Numerous letters have been sent to JCDA criticizing our article1 regarding the recent revision and update of the American Association of Dental Research (AADR) statement on temporomandibular disorders (TMDs).2 We would like to thank JCDA for giving us an opportunity to provide a general response to all of these letters.

Because one of the major themes in these letters was a criticism of the AADR itself, we felt that JCDA readers would appreciate knowing more about this organization and its process for the development of its science information statements.

The AADR is the largest division of the International Association for Dental Research, and it has more than 3900 members in the United States. Its mission is: (1) to advance research and increase knowledge for the improvement of oral health; (2) to support and represent the oral health research community; and (3) to facilitate the communication and application of research findings. To fulfill the third mandate of its mission, the AADR has developed policy statements on a variety of topics related to oral health, including fluoride, amalgam and sealants. These statements are intended to inform the public and the health care community about the scientific status of various issues in oral health.

In 1996, the AADR published its first policy statement regarding TMDs. This statement was based on a consensus of opinion among the members of the AADR Neuroscience Group—the group that specializes in scientific issues related to sensory and motor disorders, including various orofacial pain conditions. In 2008, the AADR Neuroscience Group determined that the 1996 TMD statement required an update in light of recent scientific developments. The officers of the Neuroscience Group appointed a subcommittee of 3 members to review the literature on diagnosis and treatment of TMDs, with the task of developing an updated policy statement incorporating supporting references. The updated statement was reviewed by the Neuroscience Group and then submitted to the AADR Science Information Committee for review and revision. The updated statement was ultimately approved by the full AADR Board and Council.

The purpose of our recent JCDA article was to provide background information about the statement revision as it was developed and approved by the AADR. After a brief introduction about the lack of a standard of care in diagnosing or managing TMDs, our article identifies controversies in the TMD field and provides evidence about what the current scientific literature states regarding these topics. We provide a brief discussion of the AADR statement and analysis of the specific points that were updated, showing the supporting references that were used to produce revisions from the 1996 to the 2010 version. Finally, our article presents the complete text of the new AADR statement, which is the document as approved by the AADR. The article is presented without personal opinion. Rather, it takes the reader on a journey through the logistics of updating a scientific policy statement within a major research organization. Furthermore, as with any scientific article published in JCDA, it was subjected to the rigours of the JCDA editorial review process.

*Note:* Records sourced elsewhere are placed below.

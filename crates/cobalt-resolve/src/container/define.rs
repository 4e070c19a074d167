//! `DefineType`: give a container its registry handle.

use cobalt_syntax::Modifiers;

use crate::container::bases::resolve_bases;
use crate::container::ContainerShape;
use crate::context::{CompilationContext, DefinitionStatus};
use crate::error::{Failure, ResolutionError, ResolveResult};
use crate::metadata::{MetadataToken, TypeDefinition};
use crate::types::{ContainerId, TypeAttributes, TypeEntry, TypeId, TypeShape};

/// Defines container `id`, resolving (and, on demand, defining) everything
/// its base list names.
///
/// The container is `InProgress` while its bases resolve, so reaching it
/// again through name resolution is a circular definition. It ends up
/// `Defined` or `Failed`, never `InProgress`. On success the nested
/// declarations are defined too; their failures stay theirs.
pub fn define_type(ctx: &mut CompilationContext<'_>, id: ContainerId) -> ResolveResult<TypeId> {
    match ctx.status(id) {
        DefinitionStatus::Defined => return ctx.type_of(id).ok_or(Failure::Invalid),
        DefinitionStatus::Failed => return Err(Failure::Dependency),
        DefinitionStatus::InProgress => {
            let name = ctx.container(id).full_name.clone();
            let location = ctx.container(id).location;
            ctx.error(location, ResolutionError::CircularDefinition { name });
            return Err(Failure::Circular);
        }
        DefinitionStatus::Undefined => {}
    }

    // A nested type needs its enclosing type's handle. Defining the parent
    // defines this type as one of its nested declarations.
    if let Some(parent) = ctx.container(id).parent.filter(|p| *p != ctx.root) {
        match ctx.status(parent) {
            DefinitionStatus::Undefined => {
                if define_type(ctx, parent).is_err() {
                    ctx.set_status(id, DefinitionStatus::Failed);
                    return Err(Failure::Dependency);
                }
                if ctx.status(id) != DefinitionStatus::Undefined {
                    return define_type(ctx, id);
                }
            }
            DefinitionStatus::InProgress => {
                let name = ctx.container(parent).full_name.clone();
                let location = ctx.container(id).location;
                ctx.error(location, ResolutionError::CircularDefinition { name });
                ctx.set_status(id, DefinitionStatus::Failed);
                return Err(Failure::Circular);
            }
            DefinitionStatus::Failed => {
                ctx.set_status(id, DefinitionStatus::Failed);
                return Err(Failure::Dependency);
            }
            DefinitionStatus::Defined => {}
        }
    }

    log::debug!("Defining type {}", ctx.container(id).full_name);
    ctx.set_status(id, DefinitionStatus::InProgress);
    let ty = match define_shape(ctx, id) {
        Ok(ty) => ty,
        Err(failure) => {
            log::debug!("Type {} failed: {}", ctx.container(id).full_name, failure);
            ctx.set_status(id, DefinitionStatus::Failed);
            return Err(failure);
        }
    };
    ctx.set_status(id, DefinitionStatus::Defined);

    for nested in ctx.container(id).nested() {
        if ctx.status(nested) == DefinitionStatus::Undefined {
            let _ = define_type(ctx, nested);
        }
    }
    Ok(ty)
}

fn define_shape(ctx: &mut CompilationContext<'_>, id: ContainerId) -> ResolveResult<TypeId> {
    let bases = resolve_bases(ctx, id)?;

    let container = ctx.container(id);
    let parent = container.parent.filter(|p| *p != ctx.root);
    let declaring_type = parent.and_then(|p| ctx.type_of(p));
    let enclosing = declaring_type.map(|t| ctx.registry.get(t).token);
    let attributes = type_attributes(container.modifiers, &container.shape, parent.is_some(), container.has_static_constructor());
    let has_instance_fields = container.fields.iter().any(|f| !f.is_static());
    let class_size = (container.is_struct() && !has_instance_fields).then_some(1);
    let shape = match container.shape {
        ContainerShape::Class | ContainerShape::Root => TypeShape::Class,
        ContainerShape::Struct => TypeShape::Struct,
        ContainerShape::Interface => TypeShape::Interface,
        ContainerShape::Enum { .. } => TypeShape::Enum,
        ContainerShape::Delegate { .. } => TypeShape::Delegate,
    };
    let name = container.name.clone();
    let full_name = container.full_name.clone();

    let token = ctx.metadata.define_type(TypeDefinition {
        full_name: full_name.clone(),
        attributes,
        base: bases.base,
        interfaces: bases.interfaces.clone(),
        enclosing,
        class_size,
    });
    let entry = TypeEntry {
        name,
        full_name,
        shape,
        attributes,
        base: bases.base,
        interfaces: bases.interfaces.clone(),
        declaring_type,
        members: vec![],
        token,
    };
    let ty = ctx.registry.register_defined_type(entry, Some(id));

    let container = ctx.container_mut(id);
    container.type_id = Some(ty);
    container.base = bases.base;
    container.interface_ids = bases.interfaces;
    container.underlying_type = bases.underlying;
    Ok(ty)
}

/// Metadata attributes from the declared modifiers, the kind and the
/// nesting of a type.
pub(crate) fn type_attributes(modifiers: Modifiers, shape: &ContainerShape, nested: bool, has_static_constructor: bool) -> TypeAttributes {
    let mut attrs = if nested {
        if modifiers.contains(Modifiers::PUBLIC) {
            TypeAttributes::NESTED_PUBLIC
        } else if modifiers.contains(Modifiers::PROTECTED | Modifiers::INTERNAL) {
            TypeAttributes::NESTED_FAM_OR_ASSEM
        } else if modifiers.contains(Modifiers::PROTECTED) {
            TypeAttributes::NESTED_FAMILY
        } else if modifiers.contains(Modifiers::INTERNAL) {
            TypeAttributes::NESTED_ASSEMBLY
        } else {
            TypeAttributes::NESTED_PRIVATE
        }
    } else if modifiers.contains(Modifiers::PUBLIC) {
        TypeAttributes::PUBLIC
    } else {
        TypeAttributes::NOT_PUBLIC
    };

    match shape {
        ContainerShape::Class | ContainerShape::Root => {
            if modifiers.contains(Modifiers::ABSTRACT) {
                attrs |= TypeAttributes::ABSTRACT;
            }
            if modifiers.contains(Modifiers::SEALED) {
                attrs |= TypeAttributes::SEALED;
            }
            if !has_static_constructor {
                attrs |= TypeAttributes::BEFORE_FIELD_INIT;
            }
        }
        ContainerShape::Struct => {
            attrs |= TypeAttributes::SEQUENTIAL_LAYOUT | TypeAttributes::SEALED | TypeAttributes::BEFORE_FIELD_INIT;
        }
        ContainerShape::Interface => attrs |= TypeAttributes::INTERFACE | TypeAttributes::ABSTRACT,
        ContainerShape::Enum { .. } | ContainerShape::Delegate { .. } => attrs |= TypeAttributes::SEALED,
    }
    attrs
}

/// The token of a defined container, or `EXTERNAL` if it has none.
pub(crate) fn type_token(ctx: &CompilationContext<'_>, id: ContainerId) -> MetadataToken {
    ctx.type_of(id).map(|t| ctx.registry.get(t).token).unwrap_or(MetadataToken::EXTERNAL)
}
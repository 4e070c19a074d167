use cobalt_syntax::{Modifiers, OperatorDecl};

use crate::attributes::AttributeTargets;
use crate::context::CompilationContext;
use crate::emitter::BodyKind;
use crate::error::ResolutionError;
use crate::members::method::{define_method, MethodData};
use crate::members::{emit_attributes, emit_body};
use crate::modifiers::{self, check_modifiers};
use crate::operator_rules::check_operator;
use crate::resolver::{resolve_parameters, resolve_type};
use crate::types::{ContainerId, MemberId};

#[derive(Debug, Clone, PartialEq)]
pub struct OperatorMember {
    pub decl: OperatorDecl,
    pub handle: Option<MemberId>,
}

impl OperatorMember {
    pub fn new(decl: OperatorDecl) -> Self {
        Self { decl, handle: None }
    }

    /// How the operator is named in diagnostics: `Money.operator Addition (Money, int)`.
    pub fn prototype(&self, container: &str) -> String {
        let parameters: Vec<String> = self.decl.parameters().into_iter().map(|p| p.ty).collect();
        format!("{}.operator {} ({})", container, self.decl.operator, parameters.join(", "))
    }

    pub(crate) fn define(&mut self, ctx: &mut CompilationContext<'_>, owner: ContainerId) -> bool {
        let decl = &self.decl;
        let Some(declaring) = ctx.container(owner).type_id else { return false };

        let (mods, errors) = check_modifiers(modifiers::OPERATOR, decl.modifiers, Modifiers::PRIVATE);
        let invalid = !errors.is_empty();
        for e in errors {
            ctx.error(decl.location, e);
        }
        if invalid {
            return false;
        }
        if !mods.contains(Modifiers::PUBLIC | Modifiers::STATIC) {
            let prototype = self.prototype(&ctx.container(owner).full_name);
            ctx.error(decl.location, ResolutionError::OperatorNotPublicStatic { prototype });
            return false;
        }

        let parameters = decl.parameters();
        let Ok(return_type) = resolve_type(ctx, owner, &decl.return_type, decl.location) else { return false };
        let Ok(types) = resolve_parameters(ctx, owner, &parameters, decl.location) else { return false };
        let Some(&first) = types.first() else { return false };
        let second = types.get(1).copied();
        if let Err(e) = check_operator(&ctx.registry, declaring, decl.operator, return_type, first, second) {
            ctx.error(decl.location, e);
            return false;
        }

        let name = decl.operator.method_name();
        self.handle = define_method(
            ctx,
            owner,
            MethodData {
                what: format!("operator `{}'", decl.operator),
                name,
                explicit_interface: None,
                return_type,
                parameters: types,
                parameter_names: parameters.iter().map(|p| p.name.clone()).collect(),
                modifiers: mods,
                has_body: decl.body.is_some(),
                body_required: true,
                special_name: true,
                check_base: false,
                validate_modifiers: true,
                attributes: &decl.attributes,
                location: decl.location,
            },
        );
        self.handle.is_some()
    }

    pub(crate) fn emit(&self, ctx: &mut CompilationContext<'_>, owner: ContainerId) {
        let Some(handle) = self.handle else { return };
        let token = ctx.registry.member(handle).token;
        if !emit_attributes(ctx, owner, token, &self.decl.attributes, AttributeTargets::METHOD) {
            return;
        }
        if self.decl.modifiers.contains(Modifiers::EXTERN) {
            return;
        }
        emit_body(ctx, handle, self.decl.body, BodyKind::Method);
    }
}
use std::path::Path;

use crate::ast::CompilationUnit;
use crate::error::ManifestError;

/// Parses a declaration manifest.
///
/// ```toml
/// file = "shapes.cs"
/// usings = ["System"]
///
/// [[namespaces]]
/// name = "Shapes"
///
/// [[namespaces.types]]
/// kind = "class"
/// name = "Circle"
/// bases = ["Shape"]
///
/// [[namespaces.types.members]]
/// member = "method"
/// name = "Area"
/// returns = "double"
/// modifiers = ["public", "override"]
/// body = 1
/// ```
pub fn parse_manifest(text: &str) -> Result<CompilationUnit, ManifestError> {
    toml::from_str(text).map_err(|e| ManifestError::Parse { message: e.to_string() })
}

/// Reads and parses the manifest at `path`. The unit's `file` defaults to
/// the manifest path when the manifest does not name one.
pub fn load_manifest(path: &Path) -> Result<CompilationUnit, ManifestError> {
    log::debug!("Loading declaration manifest {}", path.display());
    let text = std::fs::read_to_string(path).map_err(|source| ManifestError::Read {
        path: path.to_path_buf(),
        source,
    })?;
    let mut unit = parse_manifest(&text)?;
    if unit.file.is_empty() {
        unit.file = path.display().to_string();
    }
    Ok(unit)
}
impl TypeRegistry {
    pub fn new() -> Self {
        Self::default()
    }

    /// A registry holding the platform library.
    pub fn with_platform() -> Self {
        let mut registry = Self::new();
        registry.bootstrap_platform();
        registry
    }

    /// Records a type that finished `DefineType` and returns its handle.
    pub fn register_defined_type(&mut self, entry: TypeEntry, container: Option<ContainerId>) -> TypeId {
        let id = TypeId(self.types.len() as u32);
        log::trace!("Registering {} as {}", entry.full_name, id);
        self.by_name.insert(entry.full_name.clone(), id);
        self.types.push(entry);
        if let Some(c) = container {
            self.containers.insert(id, c);
        }
        id
    }

    pub fn lookup(&self, full_name: &str) -> Option<TypeId> {
        self.by_name.get(full_name).copied()
    }

    /// The source declaration behind a type, if it was compiled from source.
    pub fn lookup_container(&self, ty: TypeId) -> Option<ContainerId> {
        self.containers.get(&ty).copied()
    }

    pub fn get(&self, id: TypeId) -> &TypeEntry {
        &self.types[id.0 as usize]
    }

    pub fn get_mut(&mut self, id: TypeId) -> &mut TypeEntry {
        &mut self.types[id.0 as usize]
    }

    pub fn name(&self, id: TypeId) -> &str {
        &self.get(id).full_name
    }

    /// Type names in registration order.
    pub fn type_names(&self) -> impl Iterator<Item = &str> {
        self.by_name.keys().map(String::as_str)
    }

    pub fn len(&self) -> usize {
        self.types.len()
    }

    pub fn is_empty(&self) -> bool {
        self.types.is_empty()
    }

    pub fn add_member(&mut self, entry: MemberEntry) -> MemberId {
        let id = MemberId(self.members.len() as u32);
        self.get_mut(entry.declaring_type).members.push(id);
        self.members.push(entry);
        id
    }

    pub fn member(&self, id: MemberId) -> &MemberEntry {
        &self.members[id.0 as usize]
    }

    pub fn member_mut(&mut self, id: MemberId) -> &mut MemberEntry {
        &mut self.members[id.0 as usize]
    }

    /// `Type.Member` for diagnostics.
    pub fn member_display(&self, id: MemberId) -> String {
        let m = self.member(id);
        format!("{}.{}", self.name(m.declaring_type), m.name)
    }

    pub fn attribute_usage(&self, ty: TypeId) -> Option<AttributeUsage> {
        self.attribute_usage.get(&ty).copied()
    }

    pub fn set_attribute_usage(&mut self, ty: TypeId, usage: AttributeUsage) {
        self.attribute_usage.insert(ty, usage);
    }

    pub fn object_type(&self) -> Option<TypeId> {
        self.lookup(OBJECT)
    }

    pub fn void_type(&self) -> Option<TypeId> {
        self.lookup(VOID)
    }

    pub fn bool_type(&self) -> Option<TypeId> {
        self.lookup(BOOLEAN)
    }

    /// Interns `element[]` (or `element[,]` and so on for higher ranks).
    pub fn array_of(&mut self, element: TypeId, rank: u32) -> TypeId {
        if let Some(id) = self.arrays.get(&(element, rank)) {
            return *id;
        }
        let commas = ",".repeat(rank.saturating_sub(1) as usize);
        let full_name = format!("{}[{}]", self.name(element), commas);
        let entry = TypeEntry {
            name: full_name.rsplit('.').next().unwrap_or(&full_name).to_string(),
            full_name,
            shape: TypeShape::Array { element, rank },
            attributes: TypeAttributes::PUBLIC | TypeAttributes::SEALED,
            base: self.lookup(ARRAY),
            interfaces: vec![],
            declaring_type: None,
            members: vec![],
            token: MetadataToken::EXTERNAL,
        };
        let id = self.register_defined_type(entry, None);
        self.arrays.insert((element, rank), id);
        id
    }

    /// Interns the by-ref type used for `ref` and `out` parameters.
    pub fn by_ref(&mut self, element: TypeId) -> TypeId {
        if let Some(id) = self.by_refs.get(&element) {
            return *id;
        }
        let full_name = format!("{}&", self.name(element));
        let entry = TypeEntry {
            name: full_name.rsplit('.').next().unwrap_or(&full_name).to_string(),
            full_name,
            shape: TypeShape::ByRef { element },
            attributes: TypeAttributes::PUBLIC,
            base: None,
            interfaces: vec![],
            declaring_type: None,
            members: vec![],
            token: MetadataToken::EXTERNAL,
        };
        let id = self.register_defined_type(entry, None);
        self.by_refs.insert(element, id);
        id
    }

    /// Base types of `ty`, nearest first, not including `ty`.
    pub fn base_chain(&self, ty: TypeId) -> impl Iterator<Item = TypeId> + '_ {
        std::iter::successors(self.get(ty).base, move |t| self.get(*t).base)
    }

    /// Whether `ty` derives, directly or not, from `ancestor`.
    pub fn is_subclass_of(&self, ty: TypeId, ancestor: TypeId) -> bool {
        self.base_chain(ty).any(|b| b == ancestor)
    }

    /// Whether a value of type `from` can be passed where `to` is expected.
    pub fn is_assignable(&self, from: TypeId, to: TypeId) -> bool {
        from == to
            || self.is_subclass_of(from, to)
            || self.implements(from, to)
            || (Some(to) == self.object_type() && !self.get(from).is_interface())
    }

    /// Whether `ty` or one of its bases lists `interface`.
    pub fn implements(&self, ty: TypeId, interface: TypeId) -> bool {
        std::iter::once(ty)
            .chain(self.base_chain(ty))
            .any(|t| self.get(t).interfaces.contains(&interface))
    }

    /// Members of `ty` itself plus those inherited along its base chain,
    /// most-derived first. Inherited private members and constructors are
    /// never returned; `ty`'s own members are only returned when
    /// `include_self` is set.
    pub fn find_members(
        &self,
        ty: TypeId,
        filter: MemberFilter<'_>,
        binding: Binding,
        include_self: bool,
    ) -> Vec<MemberId> {
        let start: Box<dyn Iterator<Item = TypeId>> = if include_self {
            Box::new(std::iter::once(ty).chain(self.base_chain(ty)))
        } else {
            Box::new(self.base_chain(ty))
        };
        let mut found = vec![];
        for t in start {
            for &m in &self.get(t).members {
                let entry = self.member(m);
                if entry.kind == MemberKind::Constructor {
                    continue;
                }
                if t != ty && !entry.attributes.is_accessible_from_derived() {
                    continue;
                }
                let is_static = entry.is_static();
                if (binding == Binding::Static) != is_static {
                    continue;
                }
                if filter.accepts(entry) {
                    found.push(m);
                }
            }
        }
        found
    }

    /// Constructors declared on `ty` itself.
    pub fn constructors_of(&self, ty: TypeId) -> Vec<MemberId> {
        self.get(ty)
            .members
            .iter()
            .copied()
            .filter(|m| {
                let e = self.member(*m);
                e.kind == MemberKind::Constructor && !e.is_static()
            })
            .collect()
    }

    /// Registers the platform library the resolver needs to name: the root
    /// types, the primitive value types, a handful of interfaces and the
    /// attributes the resolver itself interprets.
    pub fn bootstrap_platform(&mut self) {
        log::debug!("Registering platform types");
        let abstract_class = TypeAttributes::PUBLIC | TypeAttributes::ABSTRACT;
        let sealed_class = TypeAttributes::PUBLIC | TypeAttributes::SEALED;
        let sealed_struct = sealed_class | TypeAttributes::SEQUENTIAL_LAYOUT;
        let iface = TypeAttributes::PUBLIC | TypeAttributes::INTERFACE | TypeAttributes::ABSTRACT;

        let object = self.platform_type(OBJECT, TypeShape::Class, TypeAttributes::PUBLIC, None);
        let value_type = self.platform_type(VALUE_TYPE, TypeShape::Class, abstract_class, Some(object));
        self.platform_type(ENUM, TypeShape::Class, abstract_class, Some(value_type));
        let delegate = self.platform_type(DELEGATE, TypeShape::Class, abstract_class, Some(object));
        self.platform_type(MULTICAST_DELEGATE, TypeShape::Class, abstract_class, Some(delegate));
        self.platform_type(ARRAY, TypeShape::Class, abstract_class, Some(object));
        let attribute = self.platform_type(ATTRIBUTE, TypeShape::Class, abstract_class, Some(object));
        let type_type = self.platform_type("System.Type", TypeShape::Class, abstract_class, Some(object));
        let string = self.platform_type("System.String", TypeShape::Class, sealed_class, Some(object));
        let exception = self.platform_type("System.Exception", TypeShape::Class, TypeAttributes::PUBLIC, Some(object));
        let event_args = self.platform_type("System.EventArgs", TypeShape::Class, TypeAttributes::PUBLIC, Some(object));

        for name in [
            VOID,
            BOOLEAN,
            "System.Char",
            "System.SByte",
            "System.Byte",
            "System.Int16",
            "System.UInt16",
            INT32,
            "System.UInt32",
            "System.Int64",
            "System.UInt64",
            "System.Single",
            "System.Double",
            "System.Decimal",
            INT_PTR,
        ] {
            self.platform_type(name, TypeShape::Struct, sealed_struct, Some(value_type));
        }

        let void = self.lookup(VOID).unwrap_or(object);
        let boolean = self.lookup(BOOLEAN).unwrap_or(object);
        let int32 = self.lookup(INT32).unwrap_or(object);
        let int_ptr = self.lookup(INT_PTR).unwrap_or(object);

        let public = MemberAttributes::PUBLIC | MemberAttributes::HIDE_BY_SIG;
        let public_virtual = public | MemberAttributes::VIRTUAL | MemberAttributes::NEW_SLOT;
        let protected = MemberAttributes::FAMILY | MemberAttributes::HIDE_BY_SIG;
        let ctor = MemberAttributes::SPECIAL_NAME | MemberAttributes::RT_SPECIAL_NAME;
        let iface_method = public_virtual | MemberAttributes::ABSTRACT;

        self.platform_member(object, ".ctor", MemberKind::Constructor, public | ctor, void, vec![]);
        self.platform_member(object, "ToString", MemberKind::Method, public_virtual, string, vec![]);
        self.platform_member(object, "Equals", MemberKind::Method, public_virtual, boolean, vec![object]);
        self.platform_member(object, "GetHashCode", MemberKind::Method, public_virtual, int32, vec![]);
        self.platform_member(object, "GetType", MemberKind::Method, public, type_type, vec![]);
        self.platform_member(
            object,
            "Finalize",
            MemberKind::Method,
            protected | MemberAttributes::VIRTUAL | MemberAttributes::NEW_SLOT,
            void,
            vec![],
        );
        self.platform_member(object, "MemberwiseClone", MemberKind::Method, protected, object, vec![]);
        self.platform_member(value_type, ".ctor", MemberKind::Constructor, protected | ctor, void, vec![]);
        self.platform_member(attribute, ".ctor", MemberKind::Constructor, protected | ctor, void, vec![]);
        self.platform_member(exception, ".ctor", MemberKind::Constructor, public | ctor, void, vec![]);
        self.platform_member(exception, ".ctor", MemberKind::Constructor, public | ctor, void, vec![string]);
        self.platform_member(event_args, ".ctor", MemberKind::Constructor, public | ctor, void, vec![]);

        let disposable = self.platform_type("System.IDisposable", TypeShape::Interface, iface, None);
        self.platform_member(disposable, "Dispose", MemberKind::Method, iface_method, void, vec![]);
        let cloneable = self.platform_type("System.ICloneable", TypeShape::Interface, iface, None);
        self.platform_member(cloneable, "Clone", MemberKind::Method, iface_method, object, vec![]);
        let comparable = self.platform_type("System.IComparable", TypeShape::Interface, iface, None);
        self.platform_member(comparable, "CompareTo", MemberKind::Method, iface_method, int32, vec![object]);
        let enumerator = self.platform_type("System.Collections.IEnumerator", TypeShape::Interface, iface, None);
        self.platform_member(enumerator, "MoveNext", MemberKind::Method, iface_method, boolean, vec![]);
        self.platform_member(enumerator, "get_Current", MemberKind::Method, iface_method, object, vec![]);
        self.platform_member(enumerator, "Reset", MemberKind::Method, iface_method, void, vec![]);
        let enumerable = self.platform_type("System.Collections.IEnumerable", TypeShape::Interface, iface, None);
        self.platform_member(enumerable, "GetEnumerator", MemberKind::Method, iface_method, enumerator, vec![]);

        let multicast = self.lookup(MULTICAST_DELEGATE).unwrap_or(object);
        let handler = self.platform_type("System.EventHandler", TypeShape::Delegate, sealed_class, Some(multicast));
        self.platform_member(handler, ".ctor", MemberKind::Constructor, public | ctor, void, vec![object, int_ptr]);
        self.platform_member(handler, "Invoke", MemberKind::Method, public_virtual, void, vec![object, event_args]);

        for (name, targets) in [
            (ATTRIBUTE_USAGE, AttributeTargets::CLASS),
            (DLL_IMPORT, AttributeTargets::METHOD),
            (DEFAULT_MEMBER, AttributeTargets::CLASS | AttributeTargets::STRUCT | AttributeTargets::INTERFACE),
            (
                "System.SerializableAttribute",
                AttributeTargets::CLASS | AttributeTargets::STRUCT | AttributeTargets::ENUM | AttributeTargets::DELEGATE,
            ),
            (
                "System.ObsoleteAttribute",
                AttributeTargets::ALL
                    - AttributeTargets::ASSEMBLY
                    - AttributeTargets::MODULE
                    - AttributeTargets::PARAMETER
                    - AttributeTargets::RETURN_VALUE,
            ),
        ] {
            let ty = self.platform_type(name, TypeShape::Class, sealed_class, Some(attribute));
            self.set_attribute_usage(ty, AttributeUsage::on(targets));
        }
    }

    fn platform_type(
        &mut self,
        full_name: &str,
        shape: TypeShape,
        mut attributes: TypeAttributes,
        base: Option<TypeId>,
    ) -> TypeId {
        if shape == TypeShape::Interface {
            attributes |= TypeAttributes::INTERFACE;
        }
        let entry = TypeEntry {
            name: full_name.rsplit('.').next().unwrap_or(full_name).to_string(),
            full_name: full_name.to_string(),
            shape,
            attributes,
            base,
            interfaces: vec![],
            declaring_type: None,
            members: vec![],
            token: MetadataToken::EXTERNAL,
        };
        self.register_defined_type(entry, None)
    }

    fn platform_member(
        &mut self,
        declaring_type: TypeId,
        name: &str,
        kind: MemberKind,
        attributes: MemberAttributes,
        member_type: TypeId,
        parameters: Vec<TypeId>,
    ) -> MemberId {
        self.add_member(MemberEntry {
            name: name.to_string(),
            kind,
            declaring_type,
            attributes,
            member_type,
            parameters,
            accessors: vec![],
            token: MetadataToken::EXTERNAL,
        })
    }
}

We hope this clarifies the intent of publishing our article about the AADR statement on TMDs in JCDA—the appropriate forum for Canadian dentists to learn about statements developed by leading organizations that impact upon dental care. We leave it to the readers’ discretion to decide whether the information we present is helpful to them and their TMD patients.

 

Dr. Charles S. Greene
Dr. Gary D. Klasser
Dr. Joel B. Epstein

Cite this as: J Can Den Assoc 2010;76:a162

References

  1. Greene CS, Klasser GD, Epstein JB. Revision of the American Association of Dental Research’s science information statement about temporomandibular disorders. J Can Dent Assoc. 2010;76:a115.
  2. American Association for Dental Research. Policy statements. Temporomandibular Disorders (TMD). Revised 2010. Available: www.aadronline.org/i4a/pages/index.cfm?pageid=3465 (accessed 2010 Nov. 10).